Clearly, an insensitive analysis is not a good fit for our problem, as a large number of false positives are due to its lack of accuracy. As expected, the 2type+h+field analysis proves more precise reporting of five distinct class objects leaking from 241 public methods. In both cases, after inspecting the results, it is almost certain that the reported vulnerabilities are false alerts.

However, many of these are to be expected, as our analysis is optimistic in some cases and we do not implement any logic for the JCL's more advanced security mechanisms. The two exploits described in the Common Vulnerabilities and Exposures Directory under IDs 2012-4681 and 2013-0422 have been patched in JRE 7u45 and our analyzes manage to report no false positives about them. Our analyzes can report the leakage of restricted class objects in both cases.

It appears that the 2type+h analysis for this JRE version is less accurate as it reports more leaks. However, this occurs mainly due to the inaccuracy of the insensitive analysis, which reports that many flows to wells are classified as treated when this should not be the case. Apparently the sanitization method we defined is not widely used in this JRE version, which uses other techniques to ensure authorized access to classes of restricted packages.

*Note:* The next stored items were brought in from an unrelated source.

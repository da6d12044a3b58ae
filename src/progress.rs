// Copyright (c) 2025 Nikolay Denev <ndenev@gmail.com>
// SPDX-License-Identifier: BSD-3-Clause

//! Progress reporting for registry refreshes and cluster resolution
//!
//! The registry and resolver publish updates on a broadcast channel; the CLI
//! subscribes and turns them into spinner messages.

use indicatif::{ProgressBar, ProgressStyle};
use std::sync::Arc;
use std::sync::atomic::{AtomicUsize, Ordering};
use tokio::sync::broadcast;

use crate::cluster::ResolveStage;

/// Create a spinner with consistent styling
pub fn create_spinner(msg: &str) -> ProgressBar {
    let pb = ProgressBar::new_spinner();
    if let Ok(style) = ProgressStyle::default_spinner()
        .tick_chars("⠋⠙⠹⠸⠼⠴⠦⠧⠇⠏")
        .template("{spinner:.cyan} {msg} {elapsed:.dim}")
    {
        pb.set_style(style);
    }
    pb.set_message(msg.to_string());
    pb.enable_steady_tick(std::time::Duration::from_millis(80));
    pb
}

/// Progress update message
#[derive(Clone, Debug)]
pub enum ProgressUpdate {
    // === Registry ===
    /// Fetching the cluster list
    Refreshing { url: String },
    /// Cluster list replaced
    RefreshComplete { clusters: usize, elapsed_ms: u64 },

    // === Resolution ===
    /// A resolution entered a new stage
    Stage { cluster: String, stage: ResolveStage },
    /// Client built and probed
    Resolved { cluster: String, elapsed_ms: u64 },

    // === Batch resolution ===
    StartingBatch { cluster_count: usize },
    ClusterComplete {
        cluster: String,
        ok: bool,
        elapsed_ms: u64,
    },
}

pub struct ProgressReporter {
    sender: broadcast::Sender<ProgressUpdate>,
    /// Clusters finished in the current batch
    clusters_done: AtomicUsize,
    /// Clusters in the current batch
    clusters_total: AtomicUsize,
}

impl ProgressReporter {
    pub fn new() -> Self {
        let (sender, _) = broadcast::channel(100);
        Self {
            sender,
            clusters_done: AtomicUsize::new(0),
            clusters_total: AtomicUsize::new(0),
        }
    }

    /// Subscribe to progress updates
    pub fn subscribe(&self) -> broadcast::Receiver<ProgressUpdate> {
        self.sender.subscribe()
    }

    pub fn refreshing(&self, url: &str) {
        let _ = self.sender.send(ProgressUpdate::Refreshing {
            url: url.to_string(),
        });
    }

    pub fn refresh_complete(&self, clusters: usize, elapsed_ms: u64) {
        let _ = self.sender.send(ProgressUpdate::RefreshComplete {
            clusters,
            elapsed_ms,
        });
    }

    pub fn stage(&self, cluster: &str, stage: ResolveStage) {
        let _ = self.sender.send(ProgressUpdate::Stage {
            cluster: cluster.to_string(),
            stage,
        });
    }

    pub fn resolved(&self, cluster: &str, elapsed_ms: u64) {
        let _ = self.sender.send(ProgressUpdate::Resolved {
            cluster: cluster.to_string(),
            elapsed_ms,
        });
    }

    /// Report batch start, resetting the counters
    pub fn start_batch(&self, cluster_count: usize) {
        self.clusters_done.store(0, Ordering::SeqCst);
        self.clusters_total.store(cluster_count, Ordering::SeqCst);
        let _ = self
            .sender
            .send(ProgressUpdate::StartingBatch { cluster_count });
    }

    pub fn cluster_complete(&self, cluster: &str, ok: bool, elapsed_ms: u64) {
        self.clusters_done.fetch_add(1, Ordering::SeqCst);
        let _ = self.sender.send(ProgressUpdate::ClusterComplete {
            cluster: cluster.to_string(),
            ok,
            elapsed_ms,
        });
    }

    /// Get current batch progress (done/total)
    pub fn progress(&self) -> (usize, usize) {
        (
            self.clusters_done.load(Ordering::SeqCst),
            self.clusters_total.load(Ordering::SeqCst),
        )
    }
}

impl Default for ProgressReporter {
    fn default() -> Self {
        Self::new()
    }
}

/// Thread-safe handle to progress reporter
pub type ProgressHandle = Arc<ProgressReporter>;

pub fn create_progress_handle() -> ProgressHandle {
    Arc::new(ProgressReporter::new())
}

Table 4.1 presents more metrics that back up our claims. We are interested in the following metrics: VarPointsTo entries (vars), TaintedHeapFromSourceFlowsToSink (sinks), LeakClassObject (leak-co), LeakHeap (leak-h) and SourceToSinkToLeak (leak-path).

CONCLUSIONS

ANALYSIS INPUT RELATIONS

SECURITY ANALYSIS CODE

6 MethodSignature:Value(?sig:""). In OOPSLA '09: 24th Annual ACM SIGPLAN Conference on Object-Oriented Programming, Systems, Languages, and Applications, New York, NY, USA, 2009. Martin, Dzintars Avots, Michael Carbin, and Christopher Unkel, “Context-Sensitive Programming Analysis as Queries by database”, In PODS '05: Proc.

11] Michael Eichberg, Sven Kloppenburg, Karl Klose, and Mira Mezini, “Definition and continuous control of structural program dependencies”, In ICSE ’08: Proc.